Сравнивая Его с существами конечными, мы видим, что им принадлежит истинное бытие, а не призрак, но в раскрытии сил связанное пределами пространства и времени. Есть в них отблески совершенств Его внутренних, но они ограниченны и относятся к совершенствам Бесконечного, как образ слабый к первообразу. Итак, плодом сего предварительного учения метафизического должно быть остановление взора нашего на том 1) что принадлежит Существу Бесконечному, 2) что существам конечным, и 3) какое их между собою отношение, т. е. как последние могут приближаться к первому.

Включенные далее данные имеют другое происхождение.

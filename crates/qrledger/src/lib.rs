//! QR Ledger: create and read traceable asset records through a host-supplied
//! world-state context.
//!
//! `qrledger-core` holds the runtime; this crate is the stable surface hosts
//! link against, with a Candid-encodable [`Error`].

pub mod error;

pub use error::{Error, ErrorKind, ErrorOrigin};

pub use qrledger_core::{ASSET_CREATED_EVENT, ASSET_DOC_TYPE, KEY_PREFIX};

pub mod asset {
    pub use qrledger_core::asset::{AssetCreated, QrAsset, bootstrap_assets};
}

pub mod config {
    pub use qrledger_core::config::{ConfigError, DEFAULT_MAX_PAYLOAD_BYTES, LedgerConfig};
}

pub mod context {
    pub use qrledger_core::context::{ContextError, EmittedEvent, MemoryContext, StateContext};
}

pub mod obs {
    pub use qrledger_core::obs::{
        EventOps, EventPerf, MetricsEvent, MetricsReport, MetricsSink, OpKind, metrics_report,
        metrics_reset_all, with_metrics_sink,
    };
}

pub use qrledger_core::{contract::AssetContract, key::AssetKey};

///
/// Ledger
///
/// `AssetContract` with errors lifted into the public [`Error`] type.
///

#[derive(Clone, Debug, Default)]
pub struct Ledger {
    contract: AssetContract,
}

impl Ledger {
    #[must_use]
    pub const fn new(config: config::LedgerConfig) -> Self {
        Self {
            contract: AssetContract::new(config),
        }
    }

    /// Build from TOML configuration text.
    pub fn from_toml_str(source: &str) -> Result<Self, Error> {
        Ok(Self::new(config::LedgerConfig::from_toml_str(source)?))
    }

    #[must_use]
    pub const fn contract(&self) -> &AssetContract {
        &self.contract
    }

    pub fn init_ledger<C>(&self, ctx: &mut C) -> Result<(), Error>
    where
        C: context::StateContext + ?Sized,
    {
        Ok(self.contract.init_ledger(ctx)?)
    }

    pub fn asset_exists<C>(&self, ctx: &C, product_id: &str) -> Result<bool, Error>
    where
        C: context::StateContext + ?Sized,
    {
        Ok(self.contract.asset_exists(ctx, product_id)?)
    }

    pub fn create_asset<C>(&self, ctx: &mut C, asset_json: &str) -> Result<(), Error>
    where
        C: context::StateContext + ?Sized,
    {
        Ok(self.contract.create_asset(ctx, asset_json.as_bytes())?)
    }

    pub fn read_asset<C>(&self, ctx: &C, product_id: &str) -> Result<asset::QrAsset, Error>
    where
        C: context::StateContext + ?Sized,
    {
        Ok(self.contract.read_asset(ctx, product_id)?)
    }
}

///
/// Prelude
///

pub mod prelude {
    pub use crate::{
        Error, Ledger,
        asset::{AssetCreated, QrAsset},
        context::StateContext,
    };
}
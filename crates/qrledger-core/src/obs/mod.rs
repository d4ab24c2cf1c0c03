//! Observability: counters for contract calls, routed through a sink boundary.

pub mod metrics;
pub mod sink;

pub use metrics::{EventOps, EventPerf, MetricsReport};
pub use sink::{MetricsEvent, MetricsSink, OpKind, metrics_report, metrics_reset_all, with_metrics_sink};
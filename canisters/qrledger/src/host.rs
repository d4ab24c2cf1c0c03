use candid::CandidType;
use canic_cdk::structures::{
    BTreeMap, DefaultMemoryImpl,
    memory::{MemoryId, MemoryManager, VirtualMemory},
};
use derive_more::{Deref, DerefMut};
use qrledger::context::{ContextError, StateContext};
use serde::{Deserialize, Serialize};
use std::{
    cell::{Cell, RefCell},
    collections::VecDeque,
};

/// Stable memory slot holding world state.
const WORLD_STATE_MEMORY_ID: MemoryId = MemoryId::new(0);

/// Max bytes for a single stored value.
pub const MAX_VALUE_BYTES: usize = 4 * 1024 * 1024;

/// Events retained in the heap log; older ones are dropped first.
pub const MAX_EVENTS: usize = 1024;

/// Max events returned by one `events_since` call.
pub const MAX_EVENT_PAGE: usize = 100;

thread_local! {
    static MEMORY_MANAGER: MemoryManager<DefaultMemoryImpl> =
        MemoryManager::init(DefaultMemoryImpl::default());

    static WORLD_STATE: RefCell<WorldState> = RefCell::new(WorldState::init(
        MEMORY_MANAGER.with(|m| m.get(WORLD_STATE_MEMORY_ID)),
    ));

    static EVENT_LOG: RefCell<VecDeque<LedgerEvent>> = const { RefCell::new(VecDeque::new()) };

    static NEXT_EVENT_SEQ: Cell<u64> = const { Cell::new(0) };
}

///
/// WorldState
///

#[derive(Deref, DerefMut)]
pub struct WorldState(BTreeMap<String, Vec<u8>, VirtualMemory<DefaultMemoryImpl>>);

impl WorldState {
    /// Initialize world state over the provided backing memory.
    #[must_use]
    pub fn init(memory: VirtualMemory<DefaultMemoryImpl>) -> Self {
        Self(BTreeMap::init(memory))
    }
}

///
/// LedgerEvent
///
/// A notification emitted by a contract call, kept for callers to poll.
///

#[derive(CandidType, Clone, Debug, Deserialize, Eq, PartialEq, Serialize)]
pub struct LedgerEvent {
    pub seq: u64,
    pub name: String,
    pub payload: String,
}

///
/// StableContext
///
/// State context over canister stable memory. Each endpoint call is one
/// transaction: the IC commits its writes when the call returns.
///

#[derive(Clone, Copy, Debug, Default)]
pub struct StableContext;

impl StableContext {
    /// Retained events with `seq >= since_seq`, oldest first.
    /// At most `limit` events are returned, and never more than [`MAX_EVENT_PAGE`].
    #[must_use]
    pub fn events_since(since_seq: u64, limit: usize) -> Vec<LedgerEvent> {
        EVENT_LOG.with_borrow(|log| {
            log.iter()
                .skip_while(|event| event.seq < since_seq)
                .take(limit.min(MAX_EVENT_PAGE))
                .cloned()
                .collect()
        })
    }

    #[must_use]
    pub fn len() -> u64 {
        WORLD_STATE.with_borrow(|s| s.len())
    }
}

impl StateContext for StableContext {
    fn get_state(&self, key: &str) -> Result<Option<Vec<u8>>, ContextError> {
        Ok(WORLD_STATE.with_borrow(|s| s.get(&key.to_string())))
    }

    fn put_state(&mut self, key: &str, value: Vec<u8>) -> Result<(), ContextError> {
        if value.len() > MAX_VALUE_BYTES {
            return Err(ContextError::Write {
                key: key.to_string(),
                message: format!(
                    "value exceeds max size: {} bytes (limit {MAX_VALUE_BYTES})",
                    value.len()
                ),
            });
        }

        WORLD_STATE.with_borrow_mut(|s| s.insert(key.to_string(), value));

        Ok(())
    }

    fn set_event(&mut self, name: &str, payload: Vec<u8>) -> Result<(), ContextError> {
        let payload = String::from_utf8(payload).map_err(|err| ContextError::Event {
            name: name.to_string(),
            message: err.to_string(),
        })?;

        let seq = NEXT_EVENT_SEQ.replace(NEXT_EVENT_SEQ.get() + 1);
        EVENT_LOG.with_borrow_mut(|log| {
            if log.len() == MAX_EVENTS {
                log.pop_front();
            }
            log.push_back(LedgerEvent {
                seq,
                name: name.to_string(),
                payload,
            });
        });

        Ok(())
    }
}
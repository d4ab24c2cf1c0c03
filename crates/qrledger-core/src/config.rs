use serde::Deserialize;
use thiserror::Error as ThisError;

/// Default upper bound on a single serialized asset payload.
pub const DEFAULT_MAX_PAYLOAD_BYTES: usize = 4 * 1024 * 1024;

///
/// ConfigError
///

#[derive(Debug, ThisError)]
pub enum ConfigError {
    #[error("failed to parse ledger config: {0}")]
    Parse(#[from] toml::de::Error),

    #[error("max_payload_bytes must be greater than zero")]
    ZeroPayloadLimit,
}

///
/// LedgerConfig
///
/// Runtime knobs for the contract. Every field is optional in TOML.
///
/// ```toml
/// max_payload_bytes = 65536
/// debug = true
/// metrics = false
/// ```
///

#[derive(Clone, Debug, Deserialize, Eq, PartialEq)]
#[serde(default, deny_unknown_fields)]
pub struct LedgerConfig {
    pub max_payload_bytes: usize,
    pub debug: bool,
    pub metrics: bool,
}

impl Default for LedgerConfig {
    fn default() -> Self {
        Self {
            max_payload_bytes: DEFAULT_MAX_PAYLOAD_BYTES,
            debug: false,
            metrics: true,
        }
    }
}

impl LedgerConfig {
    pub fn from_toml_str(source: &str) -> Result<Self, ConfigError> {
        let config: Self = toml::from_str(source)?;
        config.validate()?;

        Ok(config)
    }

    pub const fn validate(&self) -> Result<(), ConfigError> {
        if self.max_payload_bytes == 0 {
            return Err(ConfigError::ZeroPayloadLimit);
        }

        Ok(())
    }

    #[must_use]
    pub const fn with_debug(mut self, debug: bool) -> Self {
        self.debug = debug;
        self
    }

    #[must_use]
    pub const fn with_max_payload_bytes(mut self, max_payload_bytes: usize) -> Self {
        self.max_payload_bytes = max_payload_bytes;
        self
    }

    #[must_use]
    pub const fn with_metrics(mut self, metrics: bool) -> Self {
        self.metrics = metrics;
        self
    }
}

А посему Метафизика по существенному различию предметов должна состоять из трех частей. Прежде всего полагается основание, или такое начало, на котором можно бы в последствии опираться или ссылаться. В опыте познанию предшествует то, что действует на чувства – внутреннее и внешнее. Но в самом деле, в самом основании духа нашего идея о Бесконечном прежде чувств в нас положена; а поскольку основание мира физического и духовного есть в Боге, то Метафизика начаться должна с учения о Боге. А посему первую часть составит Богословие естественное (Theologia naturalis), вторую составляют духовные конечные существа (Psychologia или Pneumatologia), третью – существа телесные (Cosmologia). В мире физическом мы не могли бы изъяснить ни целесообразного устроения, ниже тех беспорядков, кои служат ко благу; так и в мире духовном – например, бессмертие души и проч., если бы не имели предварительного понятия о Существе Бесконечном, премудром и благом.

* * *

11

Печатается на основании двух рукописей покойного протоиерея В. Г. Назаревского. Вторая из них–более подробная, но к сожалению, в ней есть перерывы, вследствие чего Онтология будет печататься по первой рукописи, а вторая будет служить дополнением первой. Ко времени печатания лекций по Онтологии в бумагах В. Г. Назаревского нашлись автографические записки (частию пером, частию карандашом) самого Ф. А. Голубинского, но они представляют только беглый афористический набросок мыслей для лекций, который может быть напечатан в виде приложения. Примечательно, что в начале каждой лекции профессор прочитывал дома главу из Библии и в заголовок своих заметок ставил первые слова прочитанного.


Источник: Голубинский Ф.А. Лекции философии. М.: тип. Снегиревой, 1884. – 490 с.